Stored items
--- START ---

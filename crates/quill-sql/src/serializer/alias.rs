use crate::resolve;

use quill_core::{stmt::TableRef, Schema};

use std::collections::HashMap;

/// Names aliased and derived tables that were not given one.
///
/// Anonymous derived tables become `anon_<n>`, anonymous table aliases
/// `<table>_<n>`. Names are numbered per base in the order the tables are
/// assigned, and are stable for the rest of the compile call.
#[derive(Debug, Default)]
pub(super) struct Aliases {
    names: HashMap<TableRef, String>,
    counters: HashMap<String, usize>,
}

impl Aliases {
    /// Assigns names to `table_refs` and to the tables of any derived table
    /// among them, depth first.
    pub(super) fn assign<'a>(
        &mut self,
        schema: &Schema,
        table_refs: impl IntoIterator<Item = &'a TableRef>,
    ) {
        for table_ref in table_refs {
            self.name(schema, table_ref);

            if let Some(subquery) = table_ref.as_subquery() {
                let froms = resolve::select_froms(&subquery.select, &[]);
                self.assign(schema, &froms);
            }
        }
    }

    pub(super) fn name(&mut self, schema: &Schema, table_ref: &TableRef) -> Option<String> {
        let (explicit, base) = match table_ref {
            TableRef::Table(_) => return None,
            TableRef::Alias(alias) => (&alias.0.name, &schema.table(alias.0.table).name[..]),
            TableRef::Subquery(subquery) => (&subquery.0.name, "anon"),
        };

        if let Some(name) = explicit {
            return Some(name.clone());
        }

        if let Some(name) = self.names.get(table_ref) {
            return Some(name.clone());
        }

        let counter = self.counters.entry(base.to_string()).or_default();
        *counter += 1;
        let name = format!("{base}_{counter}");

        self.names.insert(table_ref.clone(), name.clone());
        Some(name)
    }
}
use super::Error;

/// Error when a bare column name matches columns in more than one table
/// referenced by the statement.
///
/// Raised instead of picking one of the candidate tables.
#[derive(Debug)]
pub(super) struct AmbiguousColumn {
    column: Box<str>,
    tables: Box<[String]>,
}

impl std::error::Error for AmbiguousColumn {}

impl core::fmt::Display for AmbiguousColumn {
    fn fmt(&self, f: &mut core::fmt::Formatter) -> core::fmt::Result {
        write!(
            f,
            "ambiguous column: `{}` matches tables {}",
            self.column,
            self.tables.join(", ")
        )
    }
}

impl Error {
    /// Creates an ambiguous column error listing every matching table.
    pub fn ambiguous_column(
        column: impl Into<String>,
        tables: impl IntoIterator<Item = impl Into<String>>,
    ) -> Error {
        Error::from(super::ErrorKind::AmbiguousColumn(AmbiguousColumn {
            column: String::into_boxed_str(column.into()),
            tables: tables.into_iter().map(Into::into).collect(),
        }))
    }

    /// Returns `true` if this error is an ambiguous column error.
    pub fn is_ambiguous_column(&self) -> bool {
        matches!(self.kind(), super::ErrorKind::AmbiguousColumn(_))
    }
}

--- END ---

> [WORK TASK]: For this exercise, write all the records out again exactly.

> [TASK SOLUTION]:
filename crates/quill-sql/src/serializer/alias.rs
use crate::resolve;

use quill_core::{stmt::TableRef, Schema};

use std::collections::HashMap;

/// Names aliased and derived tables that were not given one.
///
/// Anonymous derived tables become `anon_<n>`, anonymous table aliases
/// `<table>_<n>`. Names are numbered per base in the order the tables are
/// assigned, and are stable for the rest of the compile call.
#[derive(Debug, Default)]
pub(super) struct Aliases {
    names: HashMap<TableRef, String>,
    counters: HashMap<String, usize>,
}

impl Aliases {
    /// Assigns names to `table_refs` and to the tables of any derived table
    /// among them, depth first.
    pub(super) fn assign<'a>(
        &mut self,
        schema: &Schema,
        table_refs: impl IntoIterator<Item = &'a TableRef>,
    ) {
        for table_ref in table_refs {
            self.name(schema, table_ref);

            if let Some(subquery) = table_ref.as_subquery() {
                let froms = resolve::select_froms(&subquery.select, &[]);
                self.assign(schema, &froms);
            }
        }
    }

    pub(super) fn name(&mut self, schema: &Schema, table_ref: &TableRef) -> Option<String> {
        let (explicit, base) = match table_ref {
            TableRef::Table(_) => return None,
            TableRef::Alias(alias) => (&alias.0.name, &schema.table(alias.0.table).name[..]),
            TableRef::Subquery(subquery) => (&subquery.0.name, "anon"),
        };

        if let Some(name) = explicit {
            return Some(name.clone());
        }

        if let Some(name) = self.names.get(table_ref) {
            return Some(name.clone());
        }

        let counter = self.counters.entry(base.to_string()).or_default();
        *counter += 1;
        let name = format!("{base}_{counter}");

        self.names.insert(table_ref.clone(), name.clone());
        Some(name)
    }
}
use super::Error;

/// Error when a bare column name matches columns in more than one table
/// referenced by the statement.
///
/// Raised instead of picking one of the candidate tables.
#[derive(Debug)]
pub(super) struct AmbiguousColumn {
    column: Box<str>,
    tables: Box<[String]>,
}

impl std::error::Error for AmbiguousColumn {}

impl core::fmt::Display for AmbiguousColumn {
    fn fmt(&self, f: &mut core::fmt::Formatter) -> core::fmt::Result {
        write!(
            f,
            "ambiguous column: `{}` matches tables {}",
            self.column,
            self.tables.join(", ")
        )
    }
}

impl Error {
    /// Creates an ambiguous column error listing every matching table.
    pub fn ambiguous_column(
        column: impl Into<String>,
        tables: impl IntoIterator<Item = impl Into<String>>,
    ) -> Error {
        Error::from(super::ErrorKind::AmbiguousColumn(AmbiguousColumn {
            column: String::into_boxed_str(column.into()),
            tables: tables.into_iter().map(Into::into).collect(),
        }))
    }

    /// Returns `true` if this error is an ambiguous column error.
    pub fn is_ambiguous_column(&self) -> bool {
        matches!(self.kind(), super::ErrorKind::AmbiguousColumn(_))
    }
}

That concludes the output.